What is needed. Report each line from the entries in which "root" can be found.
--- START ---
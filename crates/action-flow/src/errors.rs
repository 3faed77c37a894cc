//! Step execution error types

use action_gate::GateError;
use action_primitives::DriverError;
use thiserror::Error;

/// Terminal reasons a step can fail.
#[derive(Debug, Error, Clone, PartialEq)]
pub enum StepError {
    /// No element matched the candidate
    #[error("element not found: {0}")]
    ElementNotFound(String),

    /// Element exists but is disabled, hidden, zero-sized or ignores pointer events
    #[error("element not actionable: {selector} ({reason})")]
    ElementNotActionable { selector: String, reason: String },

    /// Every action strategy raised for one candidate
    #[error("all strategies failed for {selector}: {last_error}")]
    AllStrategiesFailed { selector: String, last_error: String },

    /// The action ran but no success condition held in any scope
    #[error("success condition timeout: {0}")]
    SuccessConditionTimeout(String),

    #[error("unknown step type: {0}")]
    UnknownStepType(String),

    #[error("frame resolution failed: {0}")]
    FrameResolutionFailed(String),

    #[error("popup not opened: {0}")]
    PopupNotOpened(String),

    /// expect_*/ensure_* observed something other than what was asserted
    #[error("assertion failed: {0}")]
    AssertionFailed(String),

    /// The step lacks a field its kind requires
    #[error("invalid step: {0}")]
    InvalidStep(String),

    #[error("driver error: {0}")]
    Driver(#[from] DriverError),
}

impl StepError {
    /// Whether another attempt on the same candidate may succeed.
    pub fn is_retryable(&self) -> bool {
        match self {
            StepError::ElementNotFound(_)
            | StepError::ElementNotActionable { .. }
            | StepError::AllStrategiesFailed { .. }
            | StepError::SuccessConditionTimeout(_) => true,
            StepError::Driver(err) => err.is_retryable(),
            _ => false,
        }
    }

    /// Stable code written to logs and `failure_context.json`.
    pub fn code(&self) -> &'static str {
        match self {
            StepError::ElementNotFound(_) => "ELEMENT_NOT_FOUND",
            StepError::ElementNotActionable { .. } => "ELEMENT_NOT_ACTIONABLE",
            StepError::AllStrategiesFailed { .. } => "ALL_STRATEGIES_FAILED",
            StepError::SuccessConditionTimeout(_) => "SUCCESS_CONDITION_TIMEOUT",
            StepError::UnknownStepType(_) => "UNKNOWN_STEP_TYPE",
            StepError::FrameResolutionFailed(_) => "FRAME_RESOLUTION_FAILED",
            StepError::PopupNotOpened(_) => "POPUP_NOT_OPENED",
            StepError::AssertionFailed(_) => "ASSERTION_FAILED",
            StepError::InvalidStep(_) => "INVALID_STEP",
            StepError::Driver(_) => "DRIVER_ERROR",
        }
    }
}

/// Failures of the run loop itself, as opposed to a failing step.
#[derive(Debug, Error)]
pub enum FlowError {
    #[error("working directory error: {0}")]
    Io(#[from] std::io::Error),

    #[error("serialization error: {0}")]
    Serialization(#[from] serde_json::Error),

    #[error("browser session error: {0}")]
    Driver(#[from] DriverError),
}

impl From<GateError> for StepError {
    fn from(err: GateError) -> Self {
        match err {
            GateError::FrameNotFound(what) => StepError::FrameResolutionFailed(what),
            GateError::Driver(err) => StepError::Driver(err),
        }
    }
}

#[cfg(test)]
mod tests {
    use super::*;

    #[test]
    fn codes_are_stable() {
        assert_eq!(
            StepError::PopupNotOpened("x".into()).code(),
            "POPUP_NOT_OPENED"
        );
        assert_eq!(
            StepError::from(GateError::FrameNotFound("pay".into())).code(),
            "FRAME_RESOLUTION_FAILED"
        );
    }

    #[test]
    fn unknown_types_are_not_retried() {
        assert!(!StepError::UnknownStepType("hover".into()).is_retryable());
        assert!(StepError::ElementNotFound("#a".into()).is_retryable());
        assert!(!StepError::Driver(DriverError::Closed("page".into())).is_retryable());
    }
}
//! Executor tuning.
//!
//! Every wait the executor performs is bounded by one of these values. The
//! defaults are the empirically tuned figures recorded scenarios were built
//! against.

use std::time::Duration;

use serde::{Deserialize, Serialize};

#[derive(Debug, Clone, PartialEq, Eq, Serialize, Deserialize)]
#[serde(default)]
pub struct ExecutorTimings {
    pub settle_after_click_ms: u64,
    pub settle_after_fill_ms: u64,
    pub settle_without_conditions_ms: u64,
    pub hover_timeout_ms: u64,
    pub hover_settle_ms: u64,
    pub dom_ready_timeout_ms: u64,
    pub stabilize_timeout_ms: u64,
    pub strategy_timeout_ms: u64,
    pub condition_timeout_ms: u64,
    pub retry_pause_ms: u64,
    pub error_retry_pause_ms: u64,
    pub max_retries: u32,
    pub frame_wait_timeout_ms: u64,
    pub frame_poll_interval_ms: u64,
    pub popup_timeout_ms: u64,
    pub navigation_timeout_ms: u64,
    pub assert_timeout_ms: u64,
    pub wait_timeout_ms: u64,
    pub poll_interval_ms: u64,
}

impl Default for ExecutorTimings {
    fn default() -> Self {
        Self {
            settle_after_click_ms: 2_000,
            settle_after_fill_ms: 3_000,
            settle_without_conditions_ms: 500,
            hover_timeout_ms: 2_000,
            hover_settle_ms: 300,
            dom_ready_timeout_ms: 1_500,
            stabilize_timeout_ms: 5_000,
            strategy_timeout_ms: 8_000,
            condition_timeout_ms: 15_000,
            retry_pause_ms: 2_000,
            error_retry_pause_ms: 500,
            max_retries: 2,
            frame_wait_timeout_ms: 5_000,
            frame_poll_interval_ms: 200,
            popup_timeout_ms: 8_000,
            navigation_timeout_ms: 30_000,
            assert_timeout_ms: 8_000,
            wait_timeout_ms: 15_000,
            poll_interval_ms: 100,
        }
    }
}

fn ms(value: u64) -> Duration {
    Duration::from_millis(value)
}

impl ExecutorTimings {
    /// All waits and pauses at zero, retries unchanged. For tests.
    pub fn instant() -> Self {
        Self {
            settle_after_click_ms: 0,
            settle_after_fill_ms: 0,
            settle_without_conditions_ms: 0,
            hover_timeout_ms: 0,
            hover_settle_ms: 0,
            dom_ready_timeout_ms: 0,
            stabilize_timeout_ms: 0,
            strategy_timeout_ms: 0,
            condition_timeout_ms: 0,
            retry_pause_ms: 0,
            error_retry_pause_ms: 0,
            frame_wait_timeout_ms: 0,
            frame_poll_interval_ms: 1,
            popup_timeout_ms: 0,
            navigation_timeout_ms: 0,
            assert_timeout_ms: 0,
            wait_timeout_ms: 0,
            poll_interval_ms: 1,
            ..Self::default()
        }
    }

    pub fn hover_timeout(&self) -> Duration {
        ms(self.hover_timeout_ms)
    }

    pub fn hover_settle(&self) -> Duration {
        ms(self.hover_settle_ms)
    }

    pub fn dom_ready_timeout(&self) -> Duration {
        ms(self.dom_ready_timeout_ms)
    }

    pub fn stabilize_timeout(&self) -> Duration {
        ms(self.stabilize_timeout_ms)
    }

    pub fn strategy_timeout(&self) -> Duration {
        ms(self.strategy_timeout_ms)
    }

    pub fn frame_wait_timeout(&self) -> Duration {
        ms(self.frame_wait_timeout_ms)
    }

    pub fn frame_poll_interval(&self) -> Duration {
        ms(self.frame_poll_interval_ms)
    }

    pub fn popup_timeout(&self) -> Duration {
        ms(self.popup_timeout_ms)
    }

    pub fn navigation_timeout(&self) -> Duration {
        ms(self.navigation_timeout_ms)
    }

    pub fn assert_timeout(&self) -> Duration {
        ms(self.assert_timeout_ms)
    }

    pub fn wait_timeout(&self) -> Duration {
        ms(self.wait_timeout_ms)
    }

    pub fn poll_interval(&self) -> Duration {
        ms(self.poll_interval_ms)
    }
}

/// Which artifacts a run writes besides the step log.
#[derive(Debug, Clone, PartialEq, Eq, Serialize, Deserialize)]
#[serde(default)]
pub struct ArtifactOptions {
    pub step_screenshots: bool,
    pub debug_checkpoints: bool,
    pub full_page_screenshots: bool,
}

impl Default for ArtifactOptions {
    fn default() -> Self {
        Self {
            step_screenshots: true,
            debug_checkpoints: true,
            full_page_screenshots: true,
        }
    }
}

/// Login indicator used by `ensure_logged_in`/`ensure_logged_out`.
#[derive(Debug, Clone, PartialEq, Eq, Serialize, Deserialize)]
#[serde(default)]
pub struct AuthOptions {
    pub account_selector: String,
    pub logged_out_text: String,
    pub storage_state_path: Option<String>,
}

impl Default for AuthOptions {
    fn default() -> Self {
        Self {
            account_selector: "#btnUser".to_string(),
            logged_out_text: "로그인".to_string(),
            storage_state_path: None,
        }
    }
}

/// Everything the executor and run loop are configured with.
#[derive(Debug, Clone, Default, PartialEq, Eq, Serialize, Deserialize)]
#[serde(default)]
pub struct FlowConfig {
    pub timings: ExecutorTimings,
    pub artifacts: ArtifactOptions,
    pub auth: AuthOptions,
}
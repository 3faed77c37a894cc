//! Browser launch settings and Chrome discovery.

use std::env;
use std::path::{Path, PathBuf};

use serde::{Deserialize, Serialize};
use which::which;

#[derive(Clone, Copy, Debug, PartialEq, Eq, Serialize, Deserialize)]
pub struct Viewport {
    pub width: u32,
    pub height: u32,
}

impl Default for Viewport {
    fn default() -> Self {
        Self {
            width: 1440,
            height: 900,
        }
    }
}

/// Configuration for launching Chromium and tuning the session.
#[derive(Clone, Debug, PartialEq, Serialize, Deserialize)]
#[serde(default)]
pub struct CdpConfig {
    pub executable: PathBuf,
    pub user_data_dir: PathBuf,
    pub headless: bool,
    /// Upper bound for a single protocol command.
    pub default_deadline_ms: u64,
    /// Attach to a running browser instead of launching one.
    pub websocket_url: Option<String>,
    /// `0` disables the keep-alive probe.
    pub heartbeat_interval_ms: u64,
    pub viewport: Viewport,
    pub locale: String,
    pub timezone: String,
}

impl Default for CdpConfig {
    fn default() -> Self {
        Self {
            executable: detect_chrome_executable().unwrap_or_default(),
            user_data_dir: default_profile_dir(),
            headless: headless_from_env().unwrap_or(true),
            default_deadline_ms: 30_000,
            websocket_url: None,
            heartbeat_interval_ms: 15_000,
            viewport: Viewport::default(),
            locale: "ko-KR".to_string(),
            timezone: "Asia/Seoul".to_string(),
        }
    }
}

/// `SCENARIO_HEADLESS`: `0`, `false`, `no` or `off` ask for a visible window.
pub fn headless_from_env() -> Option<bool> {
    let value = env::var("SCENARIO_HEADLESS").ok()?;
    let lower = value.trim().to_ascii_lowercase();
    if lower.is_empty() {
        return None;
    }
    Some(!matches!(lower.as_str(), "0" | "false" | "no" | "off"))
}

fn default_profile_dir() -> PathBuf {
    Path::new("./.scenario-profile").into()
}

/// Finds a Chrome or Chromium binary: `SCENARIO_CHROME`, then `PATH`,
/// then the usual install locations.
pub fn detect_chrome_executable() -> Option<PathBuf> {
    if let Ok(raw) = env::var("SCENARIO_CHROME") {
        let trimmed = raw.trim();
        if !trimmed.is_empty() {
            let candidate = PathBuf::from(trimmed);
            if candidate.exists() {
                return Some(candidate);
            }
        }
    }

    for name in chrome_executable_names() {
        if let Ok(path) = which(name) {
            return Some(path);
        }
    }

    os_specific_chrome_paths()
        .into_iter()
        .find(|candidate| candidate.exists())
}

fn chrome_executable_names() -> &'static [&'static str] {
    #[cfg(target_os = "windows")]
    {
        &["chrome.exe", "chromium.exe", "msedge.exe"]
    }

    #[cfg(not(target_os = "windows"))]
    {
        &[
            "google-chrome-stable",
            "google-chrome",
            "chromium",
            "chromium-browser",
        ]
    }
}

fn os_specific_chrome_paths() -> Vec<PathBuf> {
    #[cfg(target_os = "windows")]
    {
        let mut paths = Vec::new();
        for key in ["PROGRAMFILES", "PROGRAMFILES(X86)", "LOCALAPPDATA"] {
            if let Ok(value) = env::var(key) {
                let root = PathBuf::from(value.trim());
                paths.push(root.join("Google/Chrome/Application/chrome.exe"));
                paths.push(root.join("Chromium/Application/chrome.exe"));
            }
        }
        paths
    }

    #[cfg(target_os = "macos")]
    {
        vec![
            PathBuf::from("/Applications/Google Chrome.app/Contents/MacOS/Google Chrome"),
            PathBuf::from("/Applications/Chromium.app/Contents/MacOS/Chromium"),
        ]
    }

    #[cfg(not(any(target_os = "windows", target_os = "macos")))]
    {
        vec![
            PathBuf::from("/usr/bin/google-chrome-stable"),
            PathBuf::from("/usr/bin/google-chrome"),
            PathBuf::from("/usr/bin/chromium-browser"),
            PathBuf::from("/usr/bin/chromium"),
        ]
    }
}

#[cfg(test)]
mod tests {
    use super::*;

    #[test]
    fn defaults_match_recorded_environment() {
        let cfg = CdpConfig::default();
        assert_eq!(cfg.viewport, Viewport { width: 1440, height: 900 });
        assert_eq!(cfg.locale, "ko-KR");
        assert_eq!(cfg.timezone, "Asia/Seoul");
        assert_eq!(cfg.default_deadline_ms, 30_000);
    }

    #[test]
    fn partial_yaml_keeps_defaults() {
        let cfg: CdpConfig = serde_json::from_value(serde_json::json!({
            "headless": false,
            "viewport": { "width": 800, "height": 600 }
        }))
        .unwrap();
        assert!(!cfg.headless);
        assert_eq!(cfg.viewport.width, 800);
        assert_eq!(cfg.timezone, "Asia/Seoul");
    }
}
//! Selector candidate generation.
//!
//! Candidates are ranked by how likely they are to survive markup drift:
//! accessible-name locators first, then exact text, stable attributes,
//! the recorded CSS with positional qualifiers removed, and finally the
//! recorded CSS verbatim.

use once_cell::sync::Lazy;
use regex::Regex;
use serde::{Deserialize, Serialize};

/// Priority tier of a candidate, highest first.
#[derive(Debug, Clone, Copy, PartialEq, Eq, PartialOrd, Ord, Hash, Serialize, Deserialize)]
pub enum CandidateTier {
    /// role / label / aria-label
    Accessible,
    /// `text="..."`
    ExactText,
    /// `#id`, short `.class`, `[data-*]`
    StableAttribute,
    /// recorded selector without `:nth-of-type(n)`
    SimplifiedCss,
    /// recorded selector verbatim
    OriginalCss,
}

impl CandidateTier {
    pub fn name(&self) -> &'static str {
        match self {
            CandidateTier::Accessible => "accessible",
            CandidateTier::ExactText => "exact-text",
            CandidateTier::StableAttribute => "stable-attribute",
            CandidateTier::SimplifiedCss => "simplified-css",
            CandidateTier::OriginalCss => "original-css",
        }
    }
}

#[derive(Debug, Clone, PartialEq, Eq, Serialize, Deserialize)]
pub struct RankedCandidate {
    pub tier: CandidateTier,
    pub selector: String,
}

/// Locator hints pulled from one step.
#[derive(Debug, Clone, Default)]
pub struct CandidateHints<'a> {
    pub role: Option<&'a str>,
    pub label: Option<&'a str>,
    pub aria_label: Option<&'a str>,
    pub text: Option<&'a str>,
    pub selectors: Vec<&'a str>,
}

impl<'a> CandidateHints<'a> {
    /// Only the recorded CSS selectors, no accessibility or text hints.
    pub fn css_only(selectors: Vec<&'a str>) -> Self {
        Self {
            selectors,
            ..Default::default()
        }
    }

    pub fn is_empty(&self) -> bool {
        non_blank(self.role).is_none()
            && non_blank(self.label).is_none()
            && non_blank(self.aria_label).is_none()
            && non_blank(self.text).is_none()
            && self.selectors.iter().all(|s| s.trim().is_empty())
    }
}

static STABLE_ID: Lazy<Regex> = Lazy::new(|| Regex::new(r"^#[A-Za-z_][\w-]*$").expect("valid regex"));
static SHORT_CLASS: Lazy<Regex> =
    Lazy::new(|| Regex::new(r"^\.[A-Za-z_][\w-]{0,31}$").expect("valid regex"));
static DATA_ATTR: Lazy<Regex> =
    Lazy::new(|| Regex::new(r#"^\[data-[\w-]+(?:[~|^$*]?=(?:"[^"]*"|'[^']*'|[^\]]*))?\]$"#).expect("valid regex"));
static EMBEDDED_ID: Lazy<Regex> = Lazy::new(|| Regex::new(r"#([A-Za-z_][\w-]*)").expect("valid regex"));
static EMBEDDED_DATA_ATTR: Lazy<Regex> =
    Lazy::new(|| Regex::new(r#"\[data-[\w-]+(?:[~|^$*]?=(?:"[^"]*"|'[^']*'|[^\]]*))?\]"#).expect("valid regex"));
static NTH_OF_TYPE: Lazy<Regex> =
    Lazy::new(|| Regex::new(r":nth-of-type\(\s*\d+\s*\)").expect("valid regex"));
static ATTRIBUTE_BLOCK: Lazy<Regex> = Lazy::new(|| Regex::new(r"\[[^\]]*\]").expect("valid regex"));
static GENERATED_DIGITS: Lazy<Regex> = Lazy::new(|| Regex::new(r"\d{4,}").expect("valid regex"));
static WHITESPACE: Lazy<Regex> = Lazy::new(|| Regex::new(r"\s+").expect("valid regex"));

fn non_blank(value: Option<&str>) -> Option<&str> {
    value.map(str::trim).filter(|v| !v.is_empty())
}

/// Quotes a locator argument, escaping backslashes and double quotes.
pub fn quote(value: &str) -> String {
    format!("\"{}\"", value.replace('\\', "\\\\").replace('"', "\\\""))
}

/// `text="..."` with whitespace collapsed. Matches the whole element text.
pub fn text_selector(text: &str) -> String {
    format!("text={}", quote(&normalize_space(text)))
}

/// Unquoted `text=...`: case-insensitive substring match. Used by
/// assertions, waits and success conditions, which look for text anywhere
/// in an element rather than an element that is exactly that text.
pub fn text_contains_selector(text: &str) -> String {
    format!("text={}", normalize_space(text))
}

fn normalize_space(value: &str) -> String {
    WHITESPACE.replace_all(value.trim(), " ").into_owned()
}

/// True for selectors that name an element by an attribute authors rarely
/// change. Ids with long digit runs look generated and do not qualify.
pub fn is_stable_selector(selector: &str) -> bool {
    let selector = selector.trim();
    if STABLE_ID.is_match(selector) {
        return !GENERATED_DIGITS.is_match(selector);
    }
    SHORT_CLASS.is_match(selector) || DATA_ATTR.is_match(selector)
}

/// Stable fragments hidden in the last compound of a complex selector
/// (`div.card > button#save` yields `#save`).
fn embedded_stable_fragments(selector: &str) -> Vec<String> {
    let last = selector
        .rsplit(|c: char| c == '>' || c == '+' || c == '~' || c.is_whitespace())
        .find(|part| !part.is_empty())
        .unwrap_or(selector);

    let mut found = Vec::new();
    for cap in EMBEDDED_DATA_ATTR.find_iter(last) {
        found.push(cap.as_str().to_string());
    }
    let without_attributes = ATTRIBUTE_BLOCK.replace_all(last, "");
    for cap in EMBEDDED_ID.captures_iter(&without_attributes) {
        let id = format!("#{}", &cap[1]);
        if !GENERATED_DIGITS.is_match(&id) {
            found.push(id);
        }
    }
    found
}

/// Recorded selector with `:nth-of-type(n)` removed and whitespace collapsed.
pub fn simplify_selector(selector: &str) -> String {
    normalize_space(&NTH_OF_TYPE.replace_all(selector, ""))
}

/// Generates ranked candidates, de-duplicated in first-seen order.
pub fn generate_ranked(hints: &CandidateHints<'_>) -> Vec<RankedCandidate> {
    let mut out: Vec<RankedCandidate> = Vec::new();
    let mut push = |tier: CandidateTier, selector: String| {
        if selector.trim().is_empty() || out.iter().any(|c| c.selector == selector) {
            return;
        }
        out.push(RankedCandidate { tier, selector });
    };

    let role = non_blank(hints.role);
    let label = non_blank(hints.label);
    let aria_label = non_blank(hints.aria_label);
    let text = non_blank(hints.text);

    if let Some(role) = role {
        match aria_label.or(label) {
            Some(name) => push(
                CandidateTier::Accessible,
                format!("role={role}[name={}]", quote(&normalize_space(name))),
            ),
            None => push(CandidateTier::Accessible, format!("role={role}")),
        }
    }
    if let Some(label) = label {
        push(CandidateTier::Accessible, format!("label={}", quote(&normalize_space(label))));
    }
    if let Some(aria_label) = aria_label {
        push(
            CandidateTier::Accessible,
            format!("[aria-label={}]", quote(aria_label)),
        );
    }

    if let Some(text) = text {
        push(CandidateTier::ExactText, text_selector(text));
    }

    let originals: Vec<&str> = hints
        .selectors
        .iter()
        .map(|s| s.trim())
        .filter(|s| !s.is_empty())
        .collect();

    for selector in &originals {
        if is_stable_selector(selector) {
            push(CandidateTier::StableAttribute, selector.to_string());
        } else {
            for fragment in embedded_stable_fragments(selector) {
                push(CandidateTier::StableAttribute, fragment);
            }
        }
    }

    for selector in &originals {
        let simplified = simplify_selector(selector);
        if simplified != *selector {
            push(CandidateTier::SimplifiedCss, simplified);
        }
    }

    for selector in &originals {
        push(CandidateTier::OriginalCss, selector.to_string());
    }

    out
}

/// Candidate selectors in priority order.
pub fn generate_candidates(hints: &CandidateHints<'_>) -> Vec<String> {
    generate_ranked(hints)
        .into_iter()
        .map(|candidate| candidate.selector)
        .collect()
}

#[cfg(test)]
mod tests {
    use super::*;

    fn tiers(hints: &CandidateHints<'_>) -> Vec<(CandidateTier, String)> {
        generate_ranked(hints)
            .into_iter()
            .map(|c| (c.tier, c.selector))
            .collect()
    }

    #[test]
    fn follows_priority_order() {
        let hints = CandidateHints {
            role: Some("button"),
            aria_label: Some("Save draft"),
            text: Some("Save"),
            selectors: vec!["div.toolbar > button:nth-of-type(2)#save"],
            ..Default::default()
        };
        assert_eq!(
            tiers(&hints),
            vec![
                (
                    CandidateTier::Accessible,
                    "role=button[name=\"Save draft\"]".to_string()
                ),
                (
                    CandidateTier::Accessible,
                    "[aria-label=\"Save draft\"]".to_string()
                ),
                (CandidateTier::ExactText, "text=\"Save\"".to_string()),
                (CandidateTier::StableAttribute, "#save".to_string()),
                (
                    CandidateTier::SimplifiedCss,
                    "div.toolbar > button#save".to_string()
                ),
                (
                    CandidateTier::OriginalCss,
                    "div.toolbar > button:nth-of-type(2)#save".to_string()
                ),
            ]
        );
    }

    #[test]
    fn stable_selector_is_not_repeated_as_original() {
        let hints = CandidateHints::css_only(vec!["#login"]);
        assert_eq!(generate_candidates(&hints), vec!["#login".to_string()]);
    }

    #[test]
    fn generated_ids_are_not_promoted() {
        assert!(!is_stable_selector("#ember12345"));
        assert!(is_stable_selector("#submit-btn"));
        assert!(is_stable_selector(".primary"));
        assert!(is_stable_selector("[data-testid=\"pay\"]"));
        assert!(!is_stable_selector(".a .b"));
        assert!(!is_stable_selector(".this-class-name-is-much-too-long-to-be-stable"));
    }

    #[test]
    fn data_attributes_are_extracted_from_compounds() {
        let hints = CandidateHints::css_only(vec!["ul > li:nth-of-type(3) a[data-qa=\"menu-item\"]"]);
        let candidates = generate_candidates(&hints);
        assert_eq!(candidates[0], "[data-qa=\"menu-item\"]");
        assert_eq!(candidates[1], "ul > li a[data-qa=\"menu-item\"]");
        assert_eq!(candidates[2], "ul > li:nth-of-type(3) a[data-qa=\"menu-item\"]");
    }

    #[test]
    fn quotes_are_escaped_in_text_locators() {
        assert_eq!(text_selector("Say \"hi\"\n now"), r#"text="Say \"hi\" now""#);
        assert_eq!(text_contains_selector("  Hello,\n  world "), "text=Hello, world");
    }

    #[test]
    fn label_without_role_is_accessible_tier() {
        let hints = CandidateHints {
            label: Some("Email"),
            selectors: vec!["input[name=email]"],
            ..Default::default()
        };
        assert_eq!(
            generate_candidates(&hints),
            vec!["label=\"Email\"".to_string(), "input[name=email]".to_string()]
        );
    }

    #[test]
    fn blank_hints_produce_nothing() {
        let hints = CandidateHints {
            text: Some("   "),
            selectors: vec![" "],
            ..Default::default()
        };
        assert!(hints.is_empty());
        assert!(generate_candidates(&hints).is_empty());
    }
}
--- END ---
Result.
                let root = PathBuf::from(value.trim());
                paths.push(root.join("Google/Chrome/Application/chrome.exe"));
                paths.push(root.join("Chromium/Application/chrome.exe"));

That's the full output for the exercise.